Essa é a conclusão a que chegaram vários observadores da realidade do país depois dos acontecimentos desta semana, como o descumprimento das regras de prisão domiciliar pelo líder da oposição Leopoldo López e os novos protestos e enfrentamentos entre manifestantes e forças de segurança.
"Nenhum dos lados têm a capacidade de vencer o outro", diz à BBC News Mundo Jennifer McCoy, cientista política da Universidade Estadual da Geórgia, nos Estados Unidos.
"O governo controla as armas e tem aliados internacionais importantes, mas não tem apoio popular. A oposição tem um respaldo internacional mais amplo e o apoio de uma população cansada, mas não conseguiu persuadir grandes deserções nas Forças Armadas nem mobilizar protestos massivos que se sustentem", diz ela, que é especialista em América Latina.
Desde que Juan Guaidó foi reconhecido por meia centena de países como presidente da Venezuela, em 23 de janeiro, as forças políticas do país, com o apoio de diferentes atores internacionais, entraram em um braço de ferro de pressões.
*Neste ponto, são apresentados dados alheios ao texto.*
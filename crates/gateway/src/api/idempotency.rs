//! Idempotent submission: `Idempotency-Key` replays return the stored
//! response, and concurrent duplicates share exactly one execution via
//! the same single-flight primitive the cache uses.

use std::collections::HashMap;
use std::time::{Duration, Instant};

use parking_lot::Mutex;
use tokio::sync::broadcast;

use sv_cache::{FlightOutcome, FlightTicket, LeaderGuard, SingleFlight};

/// A stored API response: status plus the JSON body that was sent.
#[derive(Debug, Clone)]
pub struct StoredResponse {
    pub status: u16,
    pub body: serde_json::Value,
    pub headers: Vec<(String, String)>,
}

/// Outcome of checking a key before running a turn.
pub enum IdemTicket {
    /// Duplicate of a completed request: return this verbatim.
    Replay(StoredResponse),
    /// Duplicate of an in-flight request: await the original's result.
    Wait(broadcast::Receiver<FlightOutcome<StoredResponse>>),
    /// First submission: run the turn, then `complete()` the guard.
    Fresh(LeaderGuard<StoredResponse>),
}

pub struct IdempotencyStore {
    flight: SingleFlight<StoredResponse>,
    done: Mutex<HashMap<String, (StoredResponse, Instant)>>,
    ttl: Duration,
}

impl IdempotencyStore {
    pub fn new(ttl: Duration) -> Self {
        Self {
            flight: SingleFlight::new(),
            done: Mutex::new(HashMap::new()),
            ttl,
        }
    }

    /// Check a key. Keys are scoped by the caller (session + header
    /// value) so different sessions never collide.
    pub fn check(&self, key: &str) -> IdemTicket {
        {
            let mut done = self.done.lock();
            // Lazy expiry.
            if done.len() > 10_000 {
                let ttl = self.ttl;
                done.retain(|_, (_, at)| at.elapsed() < ttl);
            }
            if let Some((stored, at)) = done.get(key) {
                if at.elapsed() < self.ttl {
                    return IdemTicket::Replay(stored.clone());
                }
                done.remove(key);
            }
        }
        match self.flight.begin(key) {
            FlightTicket::Leader(guard) => IdemTicket::Fresh(guard),
            FlightTicket::Follower(rx) => IdemTicket::Wait(rx),
        }
    }

    /// Record the response for a fresh submission and release waiters.
    pub fn complete(&self, key: &str, guard: LeaderGuard<StoredResponse>, response: StoredResponse) {
        self.done
            .lock()
            .insert(key.to_string(), (response.clone(), Instant::now()));
        guard.complete(Ok(response));
    }
}
//! End-to-end integration tests

use marketx::config::Config;
use marketx::feed::{FeedSettings, PriceFeedCoordinator, UpbitFeed, UpbitRestClient};
use marketx::market::AssetView;
use rust_decimal::Decimal;
use rust_decimal_macros::dec;
use std::sync::Arc;
use std::time::Duration;
use tokio::io::{AsyncReadExt, AsyncWriteExt};
use tokio::net::TcpListener;
use tokio::sync::mpsc;
use tokio::time::timeout;

const SNAPSHOT: &str = r#"[
    {"market": "KRW-BTC", "trade_price": 100.0},
    {"market": "KRW-ETH", "trade_price": 200.0}
]"#;

/// Answer every request with the same ticker snapshot
async fn snapshot_server() -> String {
    let listener = TcpListener::bind("127.0.0.1:0").await.unwrap();
    let base = format!("http://{}", listener.local_addr().unwrap());

    tokio::spawn(async move {
        while let Ok((mut stream, _)) = listener.accept().await {
            tokio::spawn(async move {
                let mut buf = vec![0u8; 4096];
                let _ = stream.read(&mut buf).await;
                let response = format!(
                    "HTTP/1.1 200 OK\r\nContent-Type: application/json\r\nContent-Length: {}\r\nConnection: close\r\n\r\n{}",
                    SNAPSHOT.len(),
                    SNAPSHOT
                );
                let _ = stream.write_all(response.as_bytes()).await;
                let _ = stream.shutdown().await;
            });
        }
    });

    base
}

#[tokio::test]
async fn test_polling_only_feed_fills_board() {
    let base = snapshot_server().await;
    let client = reqwest::Client::builder().no_proxy().build().unwrap();
    let snapshots = Arc::new(UpbitRestClient::with_client(&base, client));
    let stream = Arc::new(UpbitFeed::new("ws://127.0.0.1:1"));

    let settings = FeedSettings {
        streaming_enabled: false,
        poll_interval: Duration::from_millis(100),
        ..Default::default()
    };
    let mut coordinator = PriceFeedCoordinator::new(settings, stream, snapshots);

    let (tx, mut rx) = mpsc::unbounded_channel();
    let ids = vec!["BTC".to_string(), "ETH".to_string()];
    coordinator
        .start(&ids, move |id: &str, view: &AssetView| {
            let _ = tx.send((id.to_string(), view.clone()));
        })
        .unwrap();

    let mut first = Vec::new();
    for _ in 0..2 {
        let update = timeout(Duration::from_secs(10), rx.recv())
            .await
            .expect("no update within timeout")
            .expect("handler dropped");
        first.push(update);
    }
    coordinator.stop().await;

    assert_eq!(first[0].0, "BTC");
    assert_eq!(first[1].0, "ETH");
    for (expected, (_, view)) in [dec!(100), dec!(200)].into_iter().zip(&first) {
        assert_eq!(view.price, Some(expected));
        assert_eq!(view.samples.len(), 1);
        assert_eq!(view.change_pct, Decimal::ZERO);
    }

    // Nothing arrives after stop returns
    assert!(rx.recv().await.is_none());
}

#[test]
fn test_config_example_parses() {
    let config = Config::load(concat!(env!("CARGO_MANIFEST_DIR"), "/config.toml.example")).unwrap();
    assert!(config.validate().is_ok());
    assert_eq!(config.feed.quote_currency, "KRW");
    assert_eq!(config.catalog.len(), 6);
}
//! Telemetry module
//!
//! Structured logging and Prometheus metrics

mod logging;
mod metrics;

pub use logging::{init_logging, LogFormat};
pub use self::metrics::{
    increment_counter, init_metrics, record_latency, set_gauge, CounterMetric, GaugeMetric,
    LatencyMetric,
};

use crate::config::TelemetryConfig;

/// Initialize all telemetry subsystems
pub fn init_telemetry(config: &TelemetryConfig) -> anyhow::Result<()> {
    init_logging(&config.log_level, config.log_format)?;

    if let Some(port) = config.metrics_port {
        init_metrics(port)?;
    }

    Ok(())
}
Um briga cheia de simbolismos – concertos na fronteira, disputas por ajuda humanitária e constantes protestos de massa – , que, na prática, não parecem tem mudado nada.
Nicolás Maduro segue no poder; a Assembleia Nacional (majoritariamente opositora) continua sem poder legislar e os atores políticos continuam sem reconhecer um ao outro.
Enquanto isso, a dramática crise econômica no país continua, a população sofre com escassez de alimentos e produtos básicos, apagões deixam o país no escuro durante dias e a hemorragia de migrantes para países vizinhos está próxima a uma crise de refugiados.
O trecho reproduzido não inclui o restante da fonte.